» EXERCISE
Output the data below in full, byte for byte. Nothing may differ.

» EXERCISE INPUT
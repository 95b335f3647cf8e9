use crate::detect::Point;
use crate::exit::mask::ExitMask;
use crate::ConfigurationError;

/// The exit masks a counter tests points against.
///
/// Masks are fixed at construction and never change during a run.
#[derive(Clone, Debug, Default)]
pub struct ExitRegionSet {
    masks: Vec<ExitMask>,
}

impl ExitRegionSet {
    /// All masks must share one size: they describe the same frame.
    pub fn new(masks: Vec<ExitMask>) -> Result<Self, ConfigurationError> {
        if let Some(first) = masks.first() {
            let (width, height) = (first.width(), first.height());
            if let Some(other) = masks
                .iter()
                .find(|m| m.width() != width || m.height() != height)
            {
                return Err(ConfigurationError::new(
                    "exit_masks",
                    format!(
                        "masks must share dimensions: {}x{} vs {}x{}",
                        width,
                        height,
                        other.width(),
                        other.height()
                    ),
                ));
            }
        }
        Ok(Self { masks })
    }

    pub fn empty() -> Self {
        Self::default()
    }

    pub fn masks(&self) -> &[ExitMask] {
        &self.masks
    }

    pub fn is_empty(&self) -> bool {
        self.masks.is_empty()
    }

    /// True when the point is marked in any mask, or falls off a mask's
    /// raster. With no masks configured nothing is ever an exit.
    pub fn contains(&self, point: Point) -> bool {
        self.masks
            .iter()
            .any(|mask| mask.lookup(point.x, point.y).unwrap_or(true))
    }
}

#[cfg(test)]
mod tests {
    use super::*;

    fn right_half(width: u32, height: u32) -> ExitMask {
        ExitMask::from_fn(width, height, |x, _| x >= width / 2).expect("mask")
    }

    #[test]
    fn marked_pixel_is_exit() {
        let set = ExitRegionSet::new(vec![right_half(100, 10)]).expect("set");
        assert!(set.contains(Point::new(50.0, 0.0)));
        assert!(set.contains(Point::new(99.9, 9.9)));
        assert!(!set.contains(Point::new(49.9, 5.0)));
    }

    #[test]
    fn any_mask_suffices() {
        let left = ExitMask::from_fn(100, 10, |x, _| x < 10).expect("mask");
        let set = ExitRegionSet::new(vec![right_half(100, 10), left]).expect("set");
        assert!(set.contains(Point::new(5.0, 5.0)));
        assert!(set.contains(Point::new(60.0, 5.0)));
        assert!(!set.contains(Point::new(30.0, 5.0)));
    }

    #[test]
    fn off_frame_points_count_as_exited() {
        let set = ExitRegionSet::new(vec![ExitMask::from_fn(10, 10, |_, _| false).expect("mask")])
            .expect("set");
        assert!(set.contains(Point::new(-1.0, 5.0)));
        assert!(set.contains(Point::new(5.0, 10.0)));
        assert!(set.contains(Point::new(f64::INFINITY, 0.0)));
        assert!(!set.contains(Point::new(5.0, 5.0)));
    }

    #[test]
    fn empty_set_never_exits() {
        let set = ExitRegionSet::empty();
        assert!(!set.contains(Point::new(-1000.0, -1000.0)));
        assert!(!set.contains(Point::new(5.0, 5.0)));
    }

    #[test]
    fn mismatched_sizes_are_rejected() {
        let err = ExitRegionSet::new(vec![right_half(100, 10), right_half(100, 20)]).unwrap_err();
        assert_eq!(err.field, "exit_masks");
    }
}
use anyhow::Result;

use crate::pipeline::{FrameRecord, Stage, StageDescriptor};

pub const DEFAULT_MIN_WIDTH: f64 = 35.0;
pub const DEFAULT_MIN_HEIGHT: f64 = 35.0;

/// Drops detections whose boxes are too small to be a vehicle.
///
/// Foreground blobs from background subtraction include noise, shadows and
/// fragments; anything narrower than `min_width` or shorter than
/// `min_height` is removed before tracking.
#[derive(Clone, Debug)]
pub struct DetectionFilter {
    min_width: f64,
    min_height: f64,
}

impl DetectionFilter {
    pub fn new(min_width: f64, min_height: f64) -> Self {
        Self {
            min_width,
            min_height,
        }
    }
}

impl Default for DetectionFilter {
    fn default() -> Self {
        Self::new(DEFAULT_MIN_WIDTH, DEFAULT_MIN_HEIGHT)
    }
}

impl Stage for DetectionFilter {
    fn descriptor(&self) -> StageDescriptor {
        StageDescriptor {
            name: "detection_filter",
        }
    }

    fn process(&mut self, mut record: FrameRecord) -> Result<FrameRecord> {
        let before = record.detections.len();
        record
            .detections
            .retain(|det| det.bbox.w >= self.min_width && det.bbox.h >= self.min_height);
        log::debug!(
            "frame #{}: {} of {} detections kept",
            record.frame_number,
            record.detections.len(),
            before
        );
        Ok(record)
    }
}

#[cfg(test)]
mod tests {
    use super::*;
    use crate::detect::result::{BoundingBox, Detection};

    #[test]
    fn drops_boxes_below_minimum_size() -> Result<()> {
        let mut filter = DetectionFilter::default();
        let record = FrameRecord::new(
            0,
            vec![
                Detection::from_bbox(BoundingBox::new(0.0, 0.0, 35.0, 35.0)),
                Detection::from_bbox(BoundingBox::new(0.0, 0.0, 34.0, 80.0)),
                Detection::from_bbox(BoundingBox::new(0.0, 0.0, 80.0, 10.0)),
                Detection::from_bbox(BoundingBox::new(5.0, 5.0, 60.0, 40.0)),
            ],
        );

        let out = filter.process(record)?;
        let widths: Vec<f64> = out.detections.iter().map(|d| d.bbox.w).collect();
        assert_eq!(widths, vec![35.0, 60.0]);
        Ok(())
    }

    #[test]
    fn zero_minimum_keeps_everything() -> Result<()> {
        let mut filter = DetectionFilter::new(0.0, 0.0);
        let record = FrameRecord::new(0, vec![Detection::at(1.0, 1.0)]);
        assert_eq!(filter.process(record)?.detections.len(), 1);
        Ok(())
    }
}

» PROBLEM SOLUTION
repository 95b335f3647cf8e9
use crate::detect::Point;
use crate::exit::mask::ExitMask;
use crate::ConfigurationError;

/// The exit masks a counter tests points against.
///
/// Masks are fixed at construction and never change during a run.
#[derive(Clone, Debug, Default)]
pub struct ExitRegionSet {
    masks: Vec<ExitMask>,
}

impl ExitRegionSet {
    /// All masks must share one size: they describe the same frame.
    pub fn new(masks: Vec<ExitMask>) -> Result<Self, ConfigurationError> {
        if let Some(first) = masks.first() {
            let (width, height) = (first.width(), first.height());
            if let Some(other) = masks
                .iter()
                .find(|m| m.width() != width || m.height() != height)
            {
                return Err(ConfigurationError::new(
                    "exit_masks",
                    format!(
                        "masks must share dimensions: {}x{} vs {}x{}",
                        width,
                        height,
                        other.width(),
                        other.height()
                    ),
                ));
            }
        }
        Ok(Self { masks })
    }

    pub fn empty() -> Self {
        Self::default()
    }

    pub fn masks(&self) -> &[ExitMask] {
        &self.masks
    }

    pub fn is_empty(&self) -> bool {
        self.masks.is_empty()
    }

    /// True when the point is marked in any mask, or falls off a mask's
    /// raster. With no masks configured nothing is ever an exit.
    pub fn contains(&self, point: Point) -> bool {
        self.masks
            .iter()
            .any(|mask| mask.lookup(point.x, point.y).unwrap_or(true))
    }
}

#[cfg(test)]
mod tests {
    use super::*;

    fn right_half(width: u32, height: u32) -> ExitMask {
        ExitMask::from_fn(width, height, |x, _| x >= width / 2).expect("mask")
    }

    #[test]
    fn marked_pixel_is_exit() {
        let set = ExitRegionSet::new(vec![right_half(100, 10)]).expect("set");
        assert!(set.contains(Point::new(50.0, 0.0)));
        assert!(set.contains(Point::new(99.9, 9.9)));
        assert!(!set.contains(Point::new(49.9, 5.0)));
    }

    #[test]
    fn any_mask_suffices() {
        let left = ExitMask::from_fn(100, 10, |x, _| x < 10).expect("mask");
        let set = ExitRegionSet::new(vec![right_half(100, 10), left]).expect("set");
        assert!(set.contains(Point::new(5.0, 5.0)));
        assert!(set.contains(Point::new(60.0, 5.0)));
        assert!(!set.contains(Point::new(30.0, 5.0)));
    }

    #[test]
    fn off_frame_points_count_as_exited() {
        let set = ExitRegionSet::new(vec![ExitMask::from_fn(10, 10, |_, _| false).expect("mask")])
            .expect("set");
        assert!(set.contains(Point::new(-1.0, 5.0)));
        assert!(set.contains(Point::new(5.0, 10.0)));
        assert!(set.contains(Point::new(f64::INFINITY, 0.0)));
        assert!(!set.contains(Point::new(5.0, 5.0)));
    }

    #[test]
    fn empty_set_never_exits() {
        let set = ExitRegionSet::empty();
        assert!(!set.contains(Point::new(-1000.0, -1000.0)));
        assert!(!set.contains(Point::new(5.0, 5.0)));
    }

    #[test]
    fn mismatched_sizes_are_rejected() {
        let err = ExitRegionSet::new(vec![right_half(100, 10), right_half(100, 20)]).unwrap_err();
        assert_eq!(err.field, "exit_masks");
    }
}
use anyhow::Result;

use crate::pipeline::{FrameRecord, Stage, StageDescriptor};

pub const DEFAULT_MIN_WIDTH: f64 = 35.0;
pub const DEFAULT_MIN_HEIGHT: f64 = 35.0;

/// Drops detections whose boxes are too small to be a vehicle.
///
/// Foreground blobs from background subtraction include noise, shadows and
/// fragments; anything narrower than `min_width` or shorter than
/// `min_height` is removed before tracking.
#[derive(Clone, Debug)]
pub struct DetectionFilter {
    min_width: f64,
    min_height: f64,
}

impl DetectionFilter {
    pub fn new(min_width: f64, min_height: f64) -> Self {
        Self {
            min_width,
            min_height,
        }
    }
}

impl Default for DetectionFilter {
    fn default() -> Self {
        Self::new(DEFAULT_MIN_WIDTH, DEFAULT_MIN_HEIGHT)
    }
}

impl Stage for DetectionFilter {
    fn descriptor(&self) -> StageDescriptor {
        StageDescriptor {
            name: "detection_filter",
        }
    }

    fn process(&mut self, mut record: FrameRecord) -> Result<FrameRecord> {
        let before = record.detections.len();
        record
            .detections
            .retain(|det| det.bbox.w >= self.min_width && det.bbox.h >= self.min_height);
        log::debug!(
            "frame #{}: {} of {} detections kept",
            record.frame_number,
            record.detections.len(),
            before
        );
        Ok(record)
    }
}

#[cfg(test)]
mod tests {
    use super::*;
    use crate::detect::result::{BoundingBox, Detection};

    #[test]
    fn drops_boxes_below_minimum_size() -> Result<()> {
        let mut filter = DetectionFilter::default();
        let record = FrameRecord::new(
            0,
            vec![
                Detection::from_bbox(BoundingBox::new(0.0, 0.0, 35.0, 35.0)),
                Detection::from_bbox(BoundingBox::new(0.0, 0.0, 34.0, 80.0)),
                Detection::from_bbox(BoundingBox::new(0.0, 0.0, 80.0, 10.0)),
                Detection::from_bbox(BoundingBox::new(5.0, 5.0, 60.0, 40.0)),
            ],
        );

        let out = filter.process(record)?;
        let widths: Vec<f64> = out.detections.iter().map(|d| d.bbox.w).collect();
        assert_eq!(widths, vec![35.0, 60.0]);
        Ok(())
    }

    #[test]
    fn zero_minimum_keeps_everything() -> Result<()> {
        let mut filter = DetectionFilter::new(0.0, 0.0);
        let record = FrameRecord::new(0, vec![Detection::at(1.0, 1.0)]);
        assert_eq!(filter.process(record)?.detections.len(), 1);
        Ok(())
    }
}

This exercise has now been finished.